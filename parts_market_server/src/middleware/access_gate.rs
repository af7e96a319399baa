//! Access gate middleware for the parts marketplace server.
//! This middleware can be placed on any route or service.
//!
//! It requires the incoming request to carry a bearer token in the `Authorization` header and hands the token to
//! the [`TokenService`](crate::auth::TokenService) for signature verification. A request with no credential is
//! answered with 401; a credential that does not verify is answered with 403. On success the verified claims are
//! attached to the request extensions for handlers and the role authorizer to use. No role check happens here.

use std::{pin::Pin, rc::Rc};

use actix_web::{
    dev::{forward_ready, Service, ServiceRequest, ServiceResponse, Transform},
    error::ErrorInternalServerError,
    http::header,
    web,
    Error,
    HttpMessage,
};
use futures::{
    future::{ok, Ready},
    Future,
};
use log::warn;

use crate::{
    auth::TokenService,
    errors::{AuthError, ServerError},
};

pub struct AccessGateFactory;

impl AccessGateFactory {
    #[allow(clippy::new_without_default)]
    pub fn new() -> Self {
        AccessGateFactory
    }
}

impl<S, B> Transform<S, ServiceRequest> for AccessGateFactory
where
    S: Service<ServiceRequest, Response = ServiceResponse<B>, Error = Error> + 'static,
    S::Future: 'static,
    B: 'static,
{
    type Response = ServiceResponse<B>;
    type Error = Error;
    type Transform = AccessGateService<S>;
    type InitError = ();
    type Future = Ready<Result<Self::Transform, Self::InitError>>;

    fn new_transform(&self, service: S) -> Self::Future {
        ok(AccessGateService { service: Rc::new(service) })
    }
}

pub struct AccessGateService<S> {
    service: Rc<S>,
}

impl<S, B> Service<ServiceRequest> for AccessGateService<S>
where
    S: Service<ServiceRequest, Response = ServiceResponse<B>, Error = Error> + 'static,
    S::Future: 'static,
    B: 'static,
{
    type Response = ServiceResponse<B>;
    type Error = Error;
    type Future = Pin<Box<dyn Future<Output = Result<Self::Response, Self::Error>>>>;

    forward_ready!(service);

    fn call(&self, req: ServiceRequest) -> Self::Future {
        let service = Rc::clone(&self.service);
        Box::pin(async move {
            let tokens = req
                .app_data::<web::Data<TokenService>>()
                .ok_or_else(|| {
                    warn!("No token service found in app data");
                    ErrorInternalServerError("No token service found in app data")
                })?
                .clone();
            let header = req.headers().get(header::AUTHORIZATION).ok_or(ServerError::MissingCredential)?;
            let header = header.to_str().map_err(|e| {
                ServerError::AuthenticationError(AuthError::PoorlyFormattedToken(e.to_string()))
            })?;
            // The credential is the second word of the header: `Bearer <token>`
            let token = header.split_whitespace().nth(1).ok_or_else(|| {
                ServerError::AuthenticationError(AuthError::PoorlyFormattedToken(
                    "expected 'Bearer <token>'".to_string(),
                ))
            })?;
            let claims = tokens.verify(token).map_err(ServerError::AuthenticationError)?;
            req.extensions_mut().insert(claims);
            service.call(req).await
        })
    }
}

> GOAL OF THE EXERCISE
Whenever the string "impl" shows up on a line of the listing, copy that line.

> YOUR SOLUTION
impl AccessGateFactory {
impl<S, B> Transform<S, ServiceRequest> for AccessGateFactory
impl<S, B> Service<ServiceRequest> for AccessGateService<S>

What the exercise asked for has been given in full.